Work instruction:
Take the records below from their first line to the line with "use crate::health::HealthReporter;", and restate those lines word for word.
:: Listed entries ::
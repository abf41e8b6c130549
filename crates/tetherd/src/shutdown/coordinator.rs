use std::collections::{BTreeMap, HashMap};
use std::sync::{Arc, Condvar, Mutex, MutexGuard, PoisonError};
use std::time::{Duration, Instant};

use tracing::{debug, info, warn};

use tether_protocol::{Message, ShutdownReason};

use crate::health::HealthReporter;

use super::{ClientNotifier, SHUTDOWN_TARGET, ShutdownError};

/// Floor applied to the drain poll interval.
const MIN_CHECK_INTERVAL: Duration = Duration::from_millis(10);

/// Timing for the drain phase.
#[derive(Debug, Clone, Copy, PartialEq, Eq)]
pub struct ShutdownSettings {
    max_wait: Duration,
    check_interval: Duration,
}

impl ShutdownSettings {
    /// Builds settings, clamping `check_interval` to at least 10 ms.
    #[must_use]
    pub fn new(max_wait: Duration, check_interval: Duration) -> Self {
        Self {
            max_wait,
            check_interval: check_interval.max(MIN_CHECK_INTERVAL),
        }
    }

    /// Grace period granted to in-flight requests.
    #[must_use]
    pub fn max_wait(&self) -> Duration {
        self.max_wait
    }

    /// Drain poll interval.
    #[must_use]
    pub fn check_interval(&self) -> Duration {
        self.check_interval
    }

    fn max_wait_ms(&self) -> u64 {
        u64::try_from(self.max_wait.as_millis()).unwrap_or(u64::MAX)
    }
}

impl From<&tether_config::Config> for ShutdownSettings {
    fn from(config: &tether_config::Config) -> Self {
        Self::new(config.shutdown_max_wait(), config.shutdown_check_interval())
    }
}

/// A request the daemon has accepted but not yet answered.
#[derive(Debug, Clone, PartialEq, Eq)]
pub struct RequestInfo {
    /// Correlation identifier.
    pub request_id: String,
    /// Client that sent the request.
    pub client_id: String,
    /// When the request was accepted.
    pub start_time: Instant,
}

/// Outcome of a completed shutdown.
#[derive(Debug, Clone, PartialEq, Eq)]
pub struct ShutdownReport {
    /// Why the daemon stopped.
    pub reason: ShutdownReason,
    /// Whether the grace period ran out with requests still pending.
    pub forced: bool,
    /// Requests abandoned when the grace period ran out, sorted.
    pub force_killed_request_ids: Vec<String>,
    /// Requests completed over the daemon's lifetime.
    pub completed_requests: u64,
    /// Time spent draining.
    pub elapsed: Duration,
}

/// Snapshot of the coordinator's counters.
#[derive(Debug, Clone, Default, PartialEq, Eq)]
pub struct ShutdownMetrics {
    /// Requests currently in flight.
    pub pending_requests: usize,
    /// In-flight requests grouped by client.
    pub pending_by_client: BTreeMap<String, usize>,
    /// Requests ever tracked.
    pub total_tracked: u64,
    /// Requests ever completed.
    pub total_completed: u64,
    /// Whether draining has started.
    pub shutting_down: bool,
    /// Whether an upgrade hand-off has been announced.
    pub pending_upgrade: bool,
    /// Whether the drain gave up on pending requests.
    pub force_shutdown_triggered: bool,
    /// Requests abandoned by a forced shutdown.
    pub force_killed_request_ids: Vec<String>,
}

#[derive(Debug, Default)]
struct CoordinatorState {
    pending: HashMap<String, RequestInfo>,
    shutting_down: bool,
    pending_upgrade: bool,
    total_tracked: u64,
    total_completed: u64,
    force_shutdown_triggered: bool,
    force_killed_request_ids: Vec<String>,
    report: Option<ShutdownReport>,
}

/// Tracks in-flight requests and drives graceful or forced shutdown.
pub struct ShutdownCoordinator {
    settings: ShutdownSettings,
    notifier: Arc<dyn ClientNotifier>,
    reporter: Option<Arc<dyn HealthReporter>>,
    state: Mutex<CoordinatorState>,
    changed: Condvar,
}

impl std::fmt::Debug for ShutdownCoordinator {
    fn fmt(&self, formatter: &mut std::fmt::Formatter<'_>) -> std::fmt::Result {
        formatter
            .debug_struct("ShutdownCoordinator")
            .field("settings", &self.settings)
            .field("state", &*self.state())
            .finish_non_exhaustive()
    }
}

impl ShutdownCoordinator {
    /// Creates a coordinator that announces shutdowns through `notifier`.
    #[must_use]
    pub fn new(settings: ShutdownSettings, notifier: Arc<dyn ClientNotifier>) -> Self {
        Self {
            settings,
            notifier,
            reporter: None,
            state: Mutex::new(CoordinatorState::default()),
            changed: Condvar::new(),
        }
    }

    /// Attaches a health reporter for shutdown events.
    #[must_use]
    pub fn with_reporter(mut self, reporter: Arc<dyn HealthReporter>) -> Self {
        self.reporter = Some(reporter);
        self
    }

    /// Drain timing in effect.
    #[must_use]
    pub fn settings(&self) -> ShutdownSettings {
        self.settings
    }

    /// Whether new requests may still be accepted.
    #[must_use]
    pub fn can_accept_request(&self) -> bool {
        let state = self.state();
        !(state.shutting_down || state.pending_upgrade)
    }

    /// Whether draining has started.
    #[must_use]
    pub fn is_shutting_down(&self) -> bool {
        self.state().shutting_down
    }

    /// Whether an upgrade hand-off has been announced.
    #[must_use]
    pub fn is_upgrade_pending(&self) -> bool {
        self.state().pending_upgrade
    }

    /// Number of requests in flight.
    #[must_use]
    pub fn pending_count(&self) -> usize {
        self.state().pending.len()
    }

    /// Records an accepted request. A duplicate id is logged and ignored.
    ///
    /// # Errors
    ///
    /// Returns [`ShutdownError::NotAccepting`] once a shutdown or upgrade has
    /// begun.
    pub fn track_request(&self, request_id: &str, client_id: &str) -> Result<(), ShutdownError> {
        let mut state = self.state();
        if state.shutting_down || state.pending_upgrade {
            return Err(ShutdownError::NotAccepting {
                request_id: request_id.to_owned(),
            });
        }
        if state.pending.contains_key(request_id) {
            warn!(
                target: SHUTDOWN_TARGET,
                request_id,
                client_id,
                "request already tracked; ignoring duplicate"
            );
            return Ok(());
        }
        state.pending.insert(
            request_id.to_owned(),
            RequestInfo {
                request_id: request_id.to_owned(),
                client_id: client_id.to_owned(),
                start_time: Instant::now(),
            },
        );
        state.total_tracked += 1;
        Ok(())
    }

    /// Marks a request finished. Unknown ids are ignored.
    pub fn complete_request(&self, request_id: &str) {
        let mut state = self.state();
        if let Some(info) = state.pending.remove(request_id) {
            state.total_completed += 1;
            debug!(
                target: SHUTDOWN_TARGET,
                request_id,
                client_id = %info.client_id,
                duration_ms = info.start_time.elapsed().as_millis(),
                "request completed"
            );
            self.changed.notify_all();
        }
    }

    /// Stops accepting requests, notifies clients and drains.
    ///
    /// Blocks until every pending request completes or the grace period runs
    /// out, whichever comes first.
    ///
    /// # Errors
    ///
    /// Returns [`ShutdownError::AlreadyShuttingDown`] when called twice.
    pub fn initiate_shutdown(&self, reason: ShutdownReason) -> Result<ShutdownReport, ShutdownError> {
        let pending = {
            let mut state = self.state();
            if state.shutting_down {
                return Err(ShutdownError::AlreadyShuttingDown);
            }
            state.shutting_down = true;
            state.pending.len()
        };
        info!(
            target: SHUTDOWN_TARGET,
            reason = %reason,
            pending_requests = pending,
            grace_period_ms = self.settings.max_wait_ms(),
            "shutdown initiated"
        );
        if let Some(reporter) = &self.reporter {
            reporter.shutdown_started(reason, pending);
        }
        self.broadcast(&Message::shutdown(reason, self.settings.max_wait_ms()));

        let report = self.drain(reason);

        self.state().report = Some(report.clone());
        self.changed.notify_all();
        if let Some(reporter) = &self.reporter {
            reporter.shutdown_completed(&report);
        }
        Ok(report)
    }

    /// Announces an upgrade hand-off to `new_version`, then shuts down with
    /// [`ShutdownReason::Upgrade`].
    ///
    /// # Errors
    ///
    /// Returns [`ShutdownError::UpgradeInProgress`] when a shutdown or
    /// upgrade has already begun.
    pub fn initiate_upgrade(
        &self,
        new_version: &str,
        initiator_client_id: &str,
    ) -> Result<ShutdownReport, ShutdownError> {
        {
            let mut state = self.state();
            if state.shutting_down || state.pending_upgrade {
                return Err(ShutdownError::UpgradeInProgress);
            }
            state.pending_upgrade = true;
        }
        info!(
            target: SHUTDOWN_TARGET,
            new_version,
            initiator = initiator_client_id,
            "upgrade hand-off initiated"
        );
        self.broadcast(&Message::upgrade_pending(
            new_version,
            self.settings.max_wait_ms(),
            initiator_client_id,
        ));
        self.initiate_shutdown(ShutdownReason::Upgrade)
    }

    /// Blocks until a shutdown has completed and returns its report.
    pub fn wait_for_completion(&self) -> ShutdownReport {
        let mut state = self.state();
        loop {
            if let Some(report) = &state.report {
                return report.clone();
            }
            state = self
                .changed
                .wait(state)
                .unwrap_or_else(PoisonError::into_inner);
        }
    }

    /// Like [`Self::wait_for_completion`] but gives up after `timeout`.
    pub fn wait_for_completion_timeout(&self, timeout: Duration) -> Option<ShutdownReport> {
        let deadline = Instant::now() + timeout;
        let mut state = self.state();
        loop {
            if let Some(report) = &state.report {
                return Some(report.clone());
            }
            let remaining = deadline.checked_duration_since(Instant::now())?;
            if remaining.is_zero() {
                return None;
            }
            state = self
                .changed
                .wait_timeout(state, remaining)
                .unwrap_or_else(PoisonError::into_inner)
                .0;
        }
    }

    /// Current counters and pending requests grouped by client.
    #[must_use]
    pub fn metrics(&self) -> ShutdownMetrics {
        let state = self.state();
        let mut pending_by_client = BTreeMap::new();
        for info in state.pending.values() {
            *pending_by_client.entry(info.client_id.clone()).or_insert(0) += 1;
        }
        ShutdownMetrics {
            pending_requests: state.pending.len(),
            pending_by_client,
            total_tracked: state.total_tracked,
            total_completed: state.total_completed,
            shutting_down: state.shutting_down,
            pending_upgrade: state.pending_upgrade,
            force_shutdown_triggered: state.force_shutdown_triggered,
            force_killed_request_ids: state.force_killed_request_ids.clone(),
        }
    }

    fn drain(&self, reason: ShutdownReason) -> ShutdownReport {
        let started = Instant::now();
        let mut state = self.state();
        loop {
            let elapsed = started.elapsed();
            if state.pending.is_empty() {
                return ShutdownReport {
                    reason,
                    forced: false,
                    force_killed_request_ids: Vec::new(),
                    completed_requests: state.total_completed,
                    elapsed,
                };
            }
            if elapsed >= self.settings.max_wait {
                let mut killed: Vec<String> = state.pending.drain().map(|(id, _)| id).collect();
                killed.sort();
                state.force_shutdown_triggered = true;
                state.force_killed_request_ids.clone_from(&killed);
                warn!(
                    target: SHUTDOWN_TARGET,
                    force_killed = ?killed,
                    elapsed_ms = elapsed.as_millis(),
                    "drain timed out; abandoning pending requests"
                );
                return ShutdownReport {
                    reason,
                    forced: true,
                    force_killed_request_ids: killed,
                    completed_requests: state.total_completed,
                    elapsed,
                };
            }
            let remaining = self.settings.max_wait - elapsed;
            debug!(
                target: SHUTDOWN_TARGET,
                pending_requests = state.pending.len(),
                "waiting for requests to drain"
            );
            state = self
                .changed
                .wait_timeout(state, remaining.min(self.settings.check_interval))
                .unwrap_or_else(PoisonError::into_inner)
                .0;
        }
    }

    fn broadcast(&self, message: &Message) {
        if let Err(error) = self.notifier.broadcast(message) {
            warn!(
                target: SHUTDOWN_TARGET,
                kind = %message.kind(),
                error = %error,
                "client notification failed; continuing"
            );
        }
    }

    fn state(&self) -> MutexGuard<'_, CoordinatorState> {
        self.state.lock().unwrap_or_else(PoisonError::into_inner)
    }
}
:::
Task answer:
repository abf41e8b6c130549
filename crates/tetherd/src/shutdown/coordinator.rs
use std::collections::{BTreeMap, HashMap};
use std::sync::{Arc, Condvar, Mutex, MutexGuard, PoisonError};
use std::time::{Duration, Instant};

use tracing::{debug, info, warn};

use tether_protocol::{Message, ShutdownReason};

use crate::health::HealthReporter;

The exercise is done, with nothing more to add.